But when she arrived down in the ward, Di was sitting on the gurney. He looked up as she entered and hopped to his feet in surprise. “Ana.”
“Sorry, I’ll leave you—”
“I think this is yours.” He offered out something he had been turning around in his fingers. The Valerio crest—the one she once wore around her neck and had given to him so long ago. Hesitantly, she took it, running her finger along the melted circle like she used to. He started to leave, and the room began to feel cold and lonely and too immaculate and quiet—
“Wait.”
He paused, a hand on the doorway. A finger tapped on the frame, as if deciding whether to stay, but then he turned around. She hopped up onto the gurney and patted the indent from where he had been sitting before.

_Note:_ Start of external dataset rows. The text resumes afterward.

mod builder;
mod limiter;
mod payload;

use async_trait::async_trait;
use lang_trends::api::{LanguageBreakdown, Result, Sort, YearWindow};
use limiter::RateLimiter;
use log::debug;
use reqwest::Client;
use reqwest::Response;
use serde::de::DeserializeOwned;

pub use builder::GithubClientBuilder;

/// Maximal `per_page` accepted by the search endpoint.
pub const MAX_PAGE_SIZE: u32 = 100;
pub const FIRST_PAGE_NUMBER: u32 = 1;

pub struct GithubClient {
    pub(crate) client: Client,
    pub(crate) github_url: String,
    pub(crate) sort: Sort,
    pub(crate) search_limiter: RateLimiter,
    pub(crate) languages_limiter: RateLimiter,
}

pub struct GithubRepo {
    name: String,
    owner: String,
}

impl lang_trends::api::Repo for GithubRepo {
    fn name(&self) -> &str {
        &self.name
    }

    fn owner(&self) -> &str {
        &self.owner
    }
}

#[async_trait]
impl lang_trends::api::Client<GithubRepo, MAX_PAGE_SIZE, FIRST_PAGE_NUMBER> for GithubClient {
    async fn search_repos(&self, window: &YearWindow, page: u32, per_page: u32) -> Result<Vec<GithubRepo>> {
        self.search_limiter.wait().await;
        let request_url = format!("{}/search/repositories", self.github_url);
        let response = self
            .client
            .get(request_url)
            .query(&[
                ("q", window.query()),
                ("sort", self.sort.to_string()),
                ("order", "desc".to_string()),
                ("per_page", per_page.to_string()),
                ("page", page.to_string()),
            ])
            .send()
            .await?;
        let response = read_response::<payload::SearchRepos>(&self.search_limiter, response).await?;
        Ok(response.items.into_iter().map(GithubRepo::from).collect())
    }

    async fn repo_languages(&self, repo: &GithubRepo) -> Result<LanguageBreakdown> {
        self.languages_limiter.wait().await;
        let request_url = format!("{}/repos/{}/{}/languages", self.github_url, repo.owner, repo.name);
        let response = self.client.get(request_url).send().await?;
        let languages = read_response::<payload::Languages>(&self.languages_limiter, response).await?;
        Ok(languages.0)
    }
}

async fn read_response<BODY: DeserializeOwned>(limiter: &RateLimiter, response: Response) -> Result<BODY> {
    if let Err(err) = limiter.update(response.headers()).await {
        // Mock servers and proxies may not send the rate limit headers.
        debug!("Rate limit headers ignored: {}", err);
    }
    let response = response.error_for_status()?;
    Ok(response.json::<BODY>().await?)
}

He returned and scooted up beside her. The gurney was high enough so their feet dangled off the ground, and she swung hers, because she couldn’t sit still. It was strange—she could still feel heat coming off him as if he was alive, and it made goose bumps shiver over her skin. She rubbed her forearms to get the chill out. It was all she could do not to lean against him, probably closer than he would like. He seemed to keep her at a strange distance, afraid to touch her, to look at her too long, and she was suddenly reminded how different he was from the D09 she knew.
She wanted to ask what parts were Dmitri and what parts were Di. She wanted to know if he was split in two, or in threes, or if, with his memories returned, he was just a jumble of forgotten moments stitched together.

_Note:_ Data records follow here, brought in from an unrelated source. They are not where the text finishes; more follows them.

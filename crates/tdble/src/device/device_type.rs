use std::fmt;

use serde::Serialize;

/// Model number reported by the LCR03F pressure transducer.
pub const MODEL_PRESSURE_LCR03F: &str = "TDWLB-LCR03F";

/// Device model, resolved from the model-number characteristic.
///
/// Unrecognized model numbers are kept as [`DeviceType::Unknown`] with the raw string so that
/// the device can still be polled and diagnosed.
#[derive(Debug, Clone, PartialEq, Eq, Default, Serialize)]
#[serde(tag = "kind", content = "raw", rename_all = "snake_case")]
pub enum DeviceType {
    PressureLcr03f,
    Unknown(String),
    /// No model has been read yet.
    #[default]
    Unresolved,
}

impl DeviceType {
    /// Resolve a raw model-number string. Matching is case-sensitive after trimming.
    pub fn from_raw_value(raw: &str) -> Self {
        let raw = raw.trim();
        match raw {
            MODEL_PRESSURE_LCR03F => Self::PressureLcr03f,
            _ => Self::Unknown(raw.to_string()),
        }
    }

    /// The model-number string this type was derived from.
    pub fn raw_value(&self) -> &str {
        match self {
            Self::PressureLcr03f => MODEL_PRESSURE_LCR03F,
            Self::Unknown(raw) => raw,
            Self::Unresolved => "",
        }
    }

    pub fn product_name(&self) -> &'static str {
        match self {
            Self::PressureLcr03f => "Pressure LCR03F",
            Self::Unknown(_) | Self::Unresolved => "Unknown",
        }
    }

    pub fn is_resolved(&self) -> bool {
        !matches!(self, Self::Unresolved)
    }
}

impl fmt::Display for DeviceType {
    fn fmt(&self, f: &mut fmt::Formatter<'_>) -> fmt::Result {
        match self {
            Self::Unknown(raw) if !raw.is_empty() => write!(f, "Unknown ({})", raw),
            other => write!(f, "{}", other.product_name()),
        }
    }
}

Had he ever loved her—had those kisses in the palace been Dmitri, or Di, or D09?
And how did he feel now?
She didn’t know why it felt so monumental. There was the looming threat of the Great Dark, encompassing every corner of the future, and yet here she was, fixated on the inches between her hand and his, trying to figure out what rested in the distance between.

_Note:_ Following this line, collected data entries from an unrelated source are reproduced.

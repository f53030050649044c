//! GATT characteristics read from the device.
//!
//! The catalog is split into identity characteristics (Device Information Service and GAP
//! device name) and sensor characteristics. Each sensor characteristic carries its own
//! [`DecodeSpec`].

use tracing::trace;
use uuid::Uuid;

use super::decoder::ByteOrder;
use super::decoder::DecodeSpec;
use super::decoder::WireFormat;
use super::snapshot::SensorKey;

/// Largest pressure the transducer can report, in PSI. Larger values are fault codes.
pub const MAX_PRESSURE_PSI: f64 = 3000.0;

/// Expand a Bluetooth SIG 16-bit UUID into its 128-bit form.
pub const fn sig_uuid(short: u16) -> Uuid {
    Uuid::from_u128(((short as u128) << 96) | 0x0000_0000_0000_1000_8000_0080_5f9b_34fb)
}

pub const DEVICE_NAME_UUID: Uuid = sig_uuid(0x2A00);
pub const BATTERY_LEVEL_UUID: Uuid = sig_uuid(0x2A19);
pub const MODEL_NUMBER_UUID: Uuid = sig_uuid(0x2A24);
pub const SERIAL_NUMBER_UUID: Uuid = sig_uuid(0x2A25);
pub const FIRMWARE_REVISION_UUID: Uuid = sig_uuid(0x2A26);
pub const MANUFACTURER_NAME_UUID: Uuid = sig_uuid(0x2A29);
pub const PRESSURE_UUID: Uuid = sig_uuid(0x2A6D);
pub const TEMPERATURE_UUID: Uuid = sig_uuid(0x2A6E);
/// Vendor characteristic holding the peak pressure since power-up.
pub const MAX_PRESSURE_UUID: Uuid = Uuid::from_u128(0x5444_0001_7764_4c42_8000_0080_5f9b_34fb);

/// Identity characteristics, in the order they are read.
///
/// The model number comes before the device name so that a missing name can fall back to the
/// product name.
#[derive(Debug, Clone, Copy, PartialEq, Eq)]
pub enum IdentityCharacteristic {
    Manufacturer,
    ModelNumber,
    SerialNumber,
    DeviceName,
    FirmwareRevision,
}

impl IdentityCharacteristic {
    pub const ALL: [IdentityCharacteristic; 5] = [
        IdentityCharacteristic::Manufacturer,
        IdentityCharacteristic::ModelNumber,
        IdentityCharacteristic::SerialNumber,
        IdentityCharacteristic::DeviceName,
        IdentityCharacteristic::FirmwareRevision,
    ];

    pub const fn uuid(self) -> Uuid {
        match self {
            IdentityCharacteristic::Manufacturer => MANUFACTURER_NAME_UUID,
            IdentityCharacteristic::ModelNumber => MODEL_NUMBER_UUID,
            IdentityCharacteristic::SerialNumber => SERIAL_NUMBER_UUID,
            IdentityCharacteristic::DeviceName => DEVICE_NAME_UUID,
            IdentityCharacteristic::FirmwareRevision => FIRMWARE_REVISION_UUID,
        }
    }

    pub const fn name(self) -> &'static str {
        match self {
            IdentityCharacteristic::Manufacturer => "manufacturer",
            IdentityCharacteristic::ModelNumber => "model",
            IdentityCharacteristic::SerialNumber => "serial",
            IdentityCharacteristic::DeviceName => "name",
            IdentityCharacteristic::FirmwareRevision => "fw_version",
        }
    }
}

/// Sensor characteristics, in the order they are read.
#[derive(Debug, Clone, Copy, PartialEq, Eq)]
pub enum SensorCharacteristic {
    Temperature,
    Pressure,
    MaxPressure,
    Battery,
}

impl SensorCharacteristic {
    pub const ALL: [SensorCharacteristic; 4] = [
        SensorCharacteristic::Temperature,
        SensorCharacteristic::Pressure,
        SensorCharacteristic::MaxPressure,
        SensorCharacteristic::Battery,
    ];

    pub const fn uuid(self) -> Uuid {
        match self {
            SensorCharacteristic::Temperature => TEMPERATURE_UUID,
            SensorCharacteristic::Pressure => PRESSURE_UUID,
            SensorCharacteristic::MaxPressure => MAX_PRESSURE_UUID,
            SensorCharacteristic::Battery => BATTERY_LEVEL_UUID,
        }
    }

    pub const fn key(self) -> SensorKey {
        match self {
            SensorCharacteristic::Temperature => SensorKey::Temperature,
            SensorCharacteristic::Pressure => SensorKey::Pressure,
            SensorCharacteristic::MaxPressure => SensorKey::MaxPressure,
            SensorCharacteristic::Battery => SensorKey::Battery,
        }
    }

    pub const fn decode_spec(self) -> DecodeSpec {
        match self {
            SensorCharacteristic::Temperature => {
                DecodeSpec::new(WireFormat::Int16(ByteOrder::Big), 0.01)
            }
            SensorCharacteristic::Pressure | SensorCharacteristic::MaxPressure => {
                DecodeSpec::new(WireFormat::Int16(ByteOrder::Big), 0.1).with_max(MAX_PRESSURE_PSI)
            }
            SensorCharacteristic::Battery => DecodeSpec::new(WireFormat::Int8, 1.0),
        }
    }
}

/// A characteristic discovered on a live connection.
#[derive(Debug, Clone, Copy, PartialEq, Eq)]
pub enum Characteristic {
    Identity(IdentityCharacteristic),
    Sensor(SensorCharacteristic),
    Unrecognized(Uuid),
}

impl Characteristic {
    pub fn from_uuid(uuid: Uuid) -> Self {
        if let Some(c) = IdentityCharacteristic::ALL.into_iter().find(|c| c.uuid() == uuid) {
            return Characteristic::Identity(c);
        }
        if let Some(c) = SensorCharacteristic::ALL.into_iter().find(|c| c.uuid() == uuid) {
            return Characteristic::Sensor(c);
        }
        Characteristic::Unrecognized(uuid)
    }
}

/// The catalog entries a connection exposes.
#[derive(Debug, Clone, Default, PartialEq, Eq)]
pub struct Discovered {
    pub identity: Vec<IdentityCharacteristic>,
    pub sensors: Vec<SensorCharacteristic>,
}

impl Discovered {
    /// Sort discovered UUIDs into the catalog, skipping anything it does not know.
    pub fn from_uuids(uuids: impl IntoIterator<Item = Uuid>) -> Self {
        let mut discovered = Self::default();
        for uuid in uuids {
            match Characteristic::from_uuid(uuid) {
                Characteristic::Identity(c) => discovered.identity.push(c),
                Characteristic::Sensor(c) => discovered.sensors.push(c),
                Characteristic::Unrecognized(uuid) => {
                    trace!("Skipping unrecognized characteristic {}", uuid);
                }
            }
        }
        discovered
    }

    pub fn has_identity(&self, characteristic: IdentityCharacteristic) -> bool {
        self.identity.contains(&characteristic)
    }
}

“You know,” she began, “I realize that I never apologized.”
He bristled. “Ana, please do not blame yourself. It was not your fault. It was mine and—”
“For running you over with a skysailer,” she interjected.
His words caught in his throat, and he put a hand over his face to mask the embarrassment. But there was a grin spreading across his lips, and Goddess, a smile looked so much better on him than the dour frown he wore. “No,” he chuckled, “you never did.”
“Then let me make this my formal apology,” she said with great bravado, and crossed herself for the Moon Goddess. “You were, of course, right. I can’t drive. I humbly apologize for running you over.”
“No, no—you ran over and then backed over me, if I recall correctly.”
She found herself smiling, too. “Yeah, I just apologize for the running, not the backing.”
He pressed a hand over his heart, feigning shock. “You wound me!”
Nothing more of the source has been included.